No charges filed in alleged softball assault
No criminal charges based on the complaints from former softball player Alyssa McBride that she was targeted with pitches in batting practice before two separate games will be filed, according to a statement from the Isabella County Prosecutor’s Office.
“The Isabella County Prosecuting Attorney has determined that there is not sufficient evidence to sustain that burden of proof necessary to support criminal charges,” the statement read.
McBride alleged that assistant coach Jessica Bograkos targeted her with pitches during batting practice after word got back to the coaching staff that she told a reporter in a situation she believed to be off the record that she wished she had played somewhere else due to the amount of losing she had endured in her time as a Spartan, according to a story from The Detroit News.
The Detroit News came out with alleging that MSU softball student manager Ben Hayden heard a conversation on the team bus between head coach Jacquie Joseph and Bograkos “while sitting in the third row of the bus on the way to the game, he overheard Joseph say, twice, to Bograkos, ‘You can hit her.’”
The team went 66-140 in McBride’s time at MSU and she played in 203 of those 206 games — starting in 197.
Investigations from both the Michigan State Police and the Michigan State University Police included more than 30 interviews from players, coaches and coaching staff, search warrants and other statistical and medical information, according to the statement.
Isabella County prosecutor Risa Hunt-Scully could not be reached for comment at this time.
Upon reaching out to McBride she said that she was disappointed in the decision, but on the advice of her counsel she had no further comment.
Despite the lack of criminal charges, there is still an ongoing internal investigation into the alleged incident, MSU spokesperson Jason Cody said.
“Our internal investigation has nothing to do with whether a crime was committed or not,” Cody said. “Our internal investigation is taking a look at whether there was any violation of any MSU policies, whether that be employment policies or whatever policies that it could be.”

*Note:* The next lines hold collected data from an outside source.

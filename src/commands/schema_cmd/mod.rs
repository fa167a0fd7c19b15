mod cli_tests;
mod execute;
mod output;

use std::error::Error;

use clap::Args;

use crate::commands::{CommandRunner, Execute, QueryContext};
use crate::output::{OutputFormat, Outputable};

pub use execute::{PeriodEntry, SchemaResult, VariableEntry};

/// List the climate fields covered by aggregate result types
#[derive(Args, Debug)]
#[command(after_help = "\
Examples:
  worldclim_aql schema                          # Periods and variables
  worldclim_aql schema --fields                 # Every aggregated field path
  worldclim_aql --config cells.json schema      # Schema overridden by a config file")]
pub struct SchemaCmd {
    /// Also list every field path, one per aggregated value
    #[arg(long, default_value_t = false)]
    pub fields: bool,
}

impl CommandRunner for SchemaCmd {
    fn run(self, context: &QueryContext, format: OutputFormat) -> Result<String, Box<dyn Error>> {
        let result = self.execute(context)?;
        Ok(result.format(format))
    }
}
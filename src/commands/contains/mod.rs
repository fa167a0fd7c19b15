mod execute;

use std::error::Error;

use clap::Args;

use crate::commands::{CommandRunner, CommonArgs, Execute, QueryContext};
use crate::output::{OutputFormat, Outputable};

/// Generate a query for cells whose centroid lies inside a geometry
#[derive(Args, Debug)]
#[command(after_help = "\
Examples:
  worldclim_aql contains -c worldclim -g @region.geojson              # First 10 cell keys
  worldclim_aql contains -c worldclim -g @region.geojson -r DATA -l 50
  worldclim_aql contains -c worldclim -g @region.geojson --no-limit
  worldclim_aql contains -c worldclim -g @region.geojson -r MAX        # Maxima over the region")]
pub struct ContainsCmd {
    #[command(flatten)]
    pub common: CommonArgs,
}

impl CommandRunner for ContainsCmd {
    fn run(self, context: &QueryContext, format: OutputFormat) -> Result<String, Box<dyn Error>> {
        let result = self.execute(context)?;
        Ok(result.format(format))
    }
}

Cody said the results of the criminal investigation could play a factor into any decision from MSU, but ultimately they are two separate investigations.
MSU hired the law firm Miller Canfield to do the internal investigation and Cody said the results of the investigation could come in the next couple of weeks.
“As you could imagine, as the firm conducts their investigation students are done for the semester and a lot of them aren’t local,” Cody said. “So it’s going to take some time for the investigator to track down (the students) and conduct the interviews.”